2007/8/20

  2007年8月20日(月)
  8月17日、東京市場大暴落の謎
  無能な日本、有能なアメリカの行政。
  日銀の金融政策の大欠陥。
  日経は不見識、不勉強を正せ。

(一)8月17日、東京市場大暴落の謎に迫る。

(1)先週、17日、金曜日に、東京市場は記録的な大暴落を演じた。しかしその日暴落したのは日本だけであった。日本の投資家だけが不可解な大暴落に遭遇し、悲劇的な投げ売りを強制されたのである。私は17日の暴落を、あたかも白日夢を見たように不可解と感じた。その理由をここに記録し、東京独歩安の謎に迫りたい。
(2)前日の16日に、ニューヨークダウは大引けにかけて急反騰した。中でも反騰をリードしたのはシティバンク、メリルリンチ等の金融株で、大陽線、高値引けとなった。
(3)16日には日本でもみずほ、三菱UFJ、三井住友の三大銀行を初め、野村証券、オリックス等の金融株が長大な下ひげを伸ばして陽線で引けた。
(4)もともと8月の世界同時大暴落はアメリカのサブプライムローンの破綻が原因であったから、金融株が暴落をリードしていた。

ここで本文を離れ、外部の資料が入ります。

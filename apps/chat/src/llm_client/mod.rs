/// LLM Client — the single point of entry for calls to the upstream
/// chat-completion API.
///
/// One request in, one HTTP call out. There are no retries and no timeout
/// beyond the transport default: a failed call is reported to the caller,
/// who may retry.
use async_trait::async_trait;
use reqwest::Client;
use serde::{Deserialize, Serialize};
use thiserror::Error;
use tracing::debug;

use crate::chat::conversation::ConversationTurn;

/// Sampling temperature for every completion. Kept low so answers stay close
/// to the resume text.
pub const TEMPERATURE: f64 = 0.1;
pub const MAX_TOKENS: u32 = 800;

#[derive(Debug, Error)]
pub enum LlmError {
    #[error("HTTP error: {0}")]
    Http(#[from] reqwest::Error),
}

/// Wire body of an outbound chat-completion call.
#[derive(Debug, Clone, PartialEq, Serialize)]
pub struct CompletionRequest {
    pub model: String,
    pub messages: Vec<ConversationTurn>,
    pub temperature: f64,
    pub max_tokens: u32,
}

impl CompletionRequest {
    pub fn new(model: impl Into<String>, messages: Vec<ConversationTurn>) -> Self {
        Self {
            model: model.into(),
            messages,
            temperature: TEMPERATURE,
            max_tokens: MAX_TOKENS,
        }
    }
}

/// Status and body of an upstream reply, before any interpretation.
#[derive(Debug, Clone, PartialEq, Eq)]
pub struct RawResponse {
    pub status: u16,
    pub body: String,
}

#[derive(Debug, Deserialize)]
pub struct CompletionResponse {
    #[serde(default)]
    pub choices: Vec<Choice>,
}

#[derive(Debug, Deserialize)]
pub struct Choice {
    #[serde(default)]
    pub message: Option<ChoiceMessage>,
}

#[derive(Debug, Deserialize)]
pub struct ChoiceMessage {
    #[serde(default)]
    pub content: Option<String>,
}

impl CompletionResponse {
    /// Text of the first choice, if the upstream produced one.
    pub fn text(&self) -> Option<&str> {
        self.choices
            .first()
            .and_then(|c| c.message.as_ref())
            .and_then(|m| m.content.as_deref())
    }
}

/// Seam between the gateway and the network. `LlmClient` is the production
/// implementation; tests substitute an in-process fake.
#[async_trait]
pub trait CompletionTransport: Send + Sync {
    async fn send(
        &self,
        api_key: &str,
        request: &CompletionRequest,
    ) -> Result<RawResponse, LlmError>;
}

/// reqwest-backed client for an OpenAI-compatible `/chat/completions` endpoint.
#[derive(Clone)]
pub struct LlmClient {
    client: Client,
    api_url: String,
}

impl LlmClient {
    pub fn new(api_url: impl Into<String>) -> Result<Self, LlmError> {
        Ok(Self {
            client: Client::builder().build()?,
            api_url: api_url.into(),
        })
    }

    pub fn api_url(&self) -> &str {
        &self.api_url
    }
}

#[async_trait]
impl CompletionTransport for LlmClient {
    async fn send(
        &self,
        api_key: &str,
        request: &CompletionRequest,
    ) -> Result<RawResponse, LlmError> {
        let response = self
            .client
            .post(&self.api_url)
            .bearer_auth(api_key)
            .json(request)
            .send()
            .await?;

        let status = response.status().as_u16();
        let body = response.text().await?;

        debug!(
            "Upstream call finished: status={status}, body_bytes={}",
            body.len()
        );

        Ok(RawResponse { status, body })
    }
}
//! NSGA-II
//!
//! 每一代由二元锦标赛选出父代，经交叉和变异产生子代，交给评估器评估。未被评估的子代（被成对策略放弃的）不进入下一代。
//! 父代和子代合并后分层，按层和拥挤距离选出下一代。

use super::{OptimizationResult, Optimizer};
use crate::config::{AlgorithmConfig, OperatorConfig};
use crate::evaluators::Evaluator;
use crate::interfaces::{界面, 消息};
use crate::operators::{BinaryTournament, Crossover, Mutation, PolynomialMutation, SbxCrossover, Selection};
use crate::problems::random_solution;
use crate::ranking::Ranking;
use crate::selection::environmental_selection;
use crate::solution::{Solution, SolutionSet};
use crate::Error;
use rand::rngs::StdRng;
use rand::SeedableRng;
use web_time::Instant;

#[derive(Debug, Clone)]
pub struct Nsga2 {
    pub population_size: usize,
    pub max_evaluations: usize,
    pub seed: u64,
    pub crossover: SbxCrossover,
    pub mutation: PolynomialMutation,
    pub selection: BinaryTournament,
}

impl Nsga2 {
    pub fn new(algorithm: &AlgorithmConfig, operators: &OperatorConfig) -> Self {
        Self {
            population_size: algorithm.population_size,
            max_evaluations: algorithm.max_evaluations,
            seed: algorithm.seed.unwrap_or_else(rand::random),
            crossover: SbxCrossover {
                probability: operators.crossover_probability,
                distribution_index: operators.crossover_distribution_index,
            },
            mutation: PolynomialMutation {
                probability: operators.mutation_probability,
                distribution_index: operators.mutation_distribution_index,
            },
            selection: BinaryTournament,
        }
    }

    /// 分层并选出下一代；候选解不足时全部保留
    fn survive(&self, candidates: SolutionSet) -> Result<SolutionSet, Error> {
        let ranking = Ranking::new(candidates)?;
        let size = self.population_size.min(ranking.len());
        environmental_selection(ranking, size)
    }

    fn offspring<E: Evaluator>(
        &self,
        population: &SolutionSet,
        evaluator: &E,
        count: usize,
        rng: &mut StdRng,
    ) -> Result<SolutionSet, Error> {
        let problem = evaluator.problem();
        let mut offspring = SolutionSet::new(count);
        while offspring.len() < count {
            let (Some(a), Some(b)) = (
                self.selection.execute(population, rng),
                self.selection.execute(population, rng),
            ) else {
                return Err(Error::Underflow {
                    requested: 1,
                    available: 0,
                });
            };
            let children = self.crossover.execute([a, b], problem, rng);
            for mut child in children {
                if offspring.len() == count {
                    break;
                }
                self.mutation.execute(&mut child, problem, rng);
                offspring.push(child)?;
            }
        }
        Ok(offspring)
    }
}

impl Optimizer for Nsga2 {
    fn optimize<E: Evaluator>(&self, evaluator: &mut E, interface: &dyn 界面) -> Result<OptimizationResult, Error> {
        let started = Instant::now();
        let mut rng = StdRng::seed_from_u64(self.seed);
        let mut population: SolutionSet = (0..self.population_size)
            .map(|_| random_solution(evaluator.problem(), &mut rng))
            .collect();
        evaluator.evaluate_all(&mut population)?;
        population.retain(Solution::is_evaluated);
        let mut population = self.survive(population)?;
        let mut generation = 0;
        while evaluator.evaluations() < self.max_evaluations {
            let remaining = self.max_evaluations - evaluator.evaluations();
            let count = self.population_size.min(remaining);
            let mut offspring = self.offspring(&population, evaluator, count, &mut rng)?;
            evaluator.evaluate_all(&mut offspring)?;
            offspring.retain(Solution::is_evaluated);
            for child in offspring {
                population.push(child)?;
            }
            population = self.survive(population)?;
            generation += 1;
            let front_size = population.iter().filter(|s| s.rank == 0).count();
            interface.发送(消息::Progress {
                generation,
                evaluations: evaluator.evaluations(),
                real_evaluations: evaluator.real_evaluations(),
                front_size,
            });
        }
        interface.发送(消息::Finished {
            evaluations: evaluator.evaluations(),
            real_evaluations: evaluator.real_evaluations(),
            elapsed_ms: started.elapsed().as_millis() as u64,
        });
        Ok(OptimizationResult {
            population,
            real_solutions: evaluator.real_solutions().clone(),
            generations: generation,
            evaluations: evaluator.evaluations(),
            real_evaluations: evaluator.real_evaluations(),
        })
    }
}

その金融株の急反騰は底入れを予感させるに十分な指標だと私は感じた。
(5)底入れを予感させる徴候はあちこちに点滅していた。先週1週間、米、欧、日の中央銀行が連日にわたり累計100兆円に及ぶ流動性を供給した。サブプライムローンの不良債権は最大でも15兆円と見られていたから、100兆円は金融不安を払拭するに十分な資金量である。
(6)さらにアメリカは年内に公定歩合を0.25%幅で2度引き下げるという噂が流れていた。
(7)以上の徴候から、私は米FRBが金融不安一掃へ本腰を入れた感じ、17日の東京市場は反騰するものと確信した。
(8)しかし翌、17日の東京市場は私の期待を完全に粉砕した。株価は終日下げ幅を拡大し、800円を超える凄惨で、記録的な大暴落を演じたのである。
(9)大暴落はあまりにも不自然、不可解で、私は暑すぎた夏のせいで白日夢を見たのではないかと思った。
(10)17日夕刻のテレビニュースは株価大暴落の報道一色で、サブプライム問題が暴落の原因であると解説していた。私は時期遅れのサブプライム解説に腹を立てて、やたらにビールを飲んでいた。
(11)その時、ロンドンの友人から電話があり、なぜ東京市場が暴落したのかと問われた。聞き返してみると驚くべし。ヨーロッパではすべての株式市場が堅調に始まり、金融不安は終結したという観測が広がっているよ、と言う。
(12)さもありなん。17日に底入れするという私の予感は間違いではなかったのである。ニューヨーク時間に入ると、FRBは公定歩合0.5%引き下げを発表し、ヨーロッパ各地とニューヨークはそろって急騰した。
(13)それならば、なぜ東京だけが不条理な大暴落に見舞われたのだろう。なぜ日本の投資家だけが大損害を被ったのだろう。その謎は翌日になっても解けない。それゆえ後日のために私が見た白日夢の24時間をここに記録した。

(二)無能な日本対有能なアメリカ。

(1)17日、日本時間の深夜に、米国FRBは公定歩合を0.5%引き下げると発表した。市場の動揺が翌週に及ぶのを防ぐためにタイミングを早めた緊急措置であった。
(2)ヨーロッパ各地と、ニューヨークの株価は力強い反騰に転じた。
(3)同じ17日に大暴落で投げ売りを強いられて、馬鹿を見たのは、世界で日本の投資家だけである。
(4)この日までに、日本では総理大臣、日銀総裁、財務大臣から積極的なコメントは全く聞けなかった。無能、無責任といわざるを得ない。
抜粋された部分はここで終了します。